#### [What the task requires]
Lines containing the word "status" are the ones to copy from the records below.

#### [Task data]
........

//! Shared configuration and error types for DevPulse.
//!
//! Everything here is consumed by the other workspace crates: the layered
//! configuration (defaults, TOML file, environment overrides) and the
//! top-level error type that crate-local errors convert into.

pub mod config;
pub mod error;

pub use config::Config;
pub use error::{Error, Result};
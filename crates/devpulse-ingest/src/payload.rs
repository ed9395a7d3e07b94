//! Inbound payload interpretation and device identity resolution.
//!
//! A single parse attempt classifies each trimmed chunk as either
//! [`Payload::Structured`] (well-formed JSON, with any recognized fields
//! pulled out) or [`Payload::Raw`] (anything else). One resolution function
//! then derives the device identity for either variant, so the two branches
//! cannot drift apart.

use std::net::SocketAddr;

use chrono::Utc;
use serde::Serialize;
use serde_json::Value;

/// A classified inbound payload.
#[derive(Debug, Clone, PartialEq, Eq)]
pub enum Payload {
    /// Well-formed JSON. Recognized fields are extracted when the value is
    /// an object; any other JSON value carries no fields.
    Structured(StructuredFields),
    /// Not parseable as JSON. Accepted all the same, identified by the
    /// sending endpoint.
    Raw,
}

/// Optional device metadata pulled out of a structured payload.
#[derive(Debug, Clone, Default, PartialEq, Eq)]
pub struct StructuredFields {
    /// First present of `device_id` | `id`.
    pub device_id: Option<String>,
    /// First present of `device_name` | `name`.
    pub device_name: Option<String>,
    /// First present of `device_type` | `type`.
    pub device_type: Option<String>,
}

impl Payload {
    /// Classify a trimmed payload with a single parse attempt.
    pub fn parse(trimmed: &str) -> Payload {
        match serde_json::from_str::<Value>(trimmed) {
            Ok(value) => Payload::Structured(StructuredFields::from_value(&value)),
            Err(_) => Payload::Raw,
        }
    }

    /// Resolve the device identity for this payload.
    ///
    /// Structured payloads use their own id when they carry one; without an
    /// id every message gets a fresh time-based identity. Raw payloads
    /// collapse onto the sending endpoint instead, so unidentified devices
    /// still accumulate a single continuous history.
    pub fn resolve_identity(&self, peer: SocketAddr) -> ResolvedIdentity {
        match self {
            Payload::Structured(fields) => ResolvedIdentity {
                device_id: fields
                    .device_id
                    .clone()
                    .unwrap_or_else(|| format!("device_{}", Utc::now().timestamp_millis())),
                device_name: fields.device_name.clone(),
                device_type: fields.device_type.clone(),
                structured: true,
            },
            Payload::Raw => ResolvedIdentity {
                device_id: format!("device_{}_{}", peer.ip(), peer.port()),
                device_name: None,
                device_type: None,
                structured: false,
            },
        }
    }
}

impl StructuredFields {
    fn from_value(value: &Value) -> Self {
        let Some(map) = value.as_object() else {
            return Self::default();
        };
        Self {
            device_id: first_string(map, &["device_id", "id"]),
            device_name: first_string(map, &["device_name", "name"]),
            device_type: first_string(map, &["device_type", "type"]),
        }
    }
}

/// First of `keys` present in the object, as a string. Numeric values are
/// accepted and stringified since many devices send numeric ids.
fn first_string(map: &serde_json::Map<String, Value>, keys: &[&str]) -> Option<String> {
    keys.iter().find_map(|key| match map.get(*key) {
        Some(Value::String(s)) => Some(s.clone()),
        Some(Value::Number(n)) => Some(n.to_string()),
        _ => None,
    })
}

/// Device identity and metadata resolved from one payload.
#[derive(Debug, Clone, PartialEq, Eq)]
pub struct ResolvedIdentity {
    pub device_id: String,
    pub device_name: Option<String>,
    pub device_type: Option<String>,
    /// Whether the payload took the structured path (reflected in the ack).
    pub structured: bool,
}

/// Acknowledgment written back on the connection, one line per payload.
#[derive(Debug, Clone, Serialize)]
pub struct Ack {
    pub status: &'static str,
    pub message: &'static str,
    pub device_id: String,
    pub timestamp: String,
}

impl Ack {
    /// Successful ack; the message distinguishes the structured path from
    /// the raw fallback.
    pub fn success(device_id: String, structured: bool) -> Self {
        Self {
            status: "success",
            message: if structured {
                "Data received and stored"
            } else {
                "Data received and stored (non-JSON format)"
            },
            device_id,
            timestamp: Utc::now().to_rfc3339(),
        }
    }
}
//! HTTP server wiring.

pub mod router;
pub mod types;

pub use router::create_router_with_state;
pub use types::ServerState;

use std::net::SocketAddr;

use tokio::sync::watch;
use tracing::info;

/// Serve the API until the shutdown signal flips or its sender is dropped.
pub async fn run(
    addr: SocketAddr,
    state: ServerState,
    mut shutdown: watch::Receiver<bool>,
) -> anyhow::Result<()> {
    let listener = tokio::net::TcpListener::bind(addr).await?;
    info!(%addr, "HTTP API listening");

    let app = create_router_with_state(state);
    axum::serve(listener, app)
        .with_graceful_shutdown(async move {
            let _ = shutdown.changed().await;
        })
        .await?;

    info!("HTTP API stopped");
    Ok(())
}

........

#### [Response to this exercise]
    pub status: &'static str,
            status: "success",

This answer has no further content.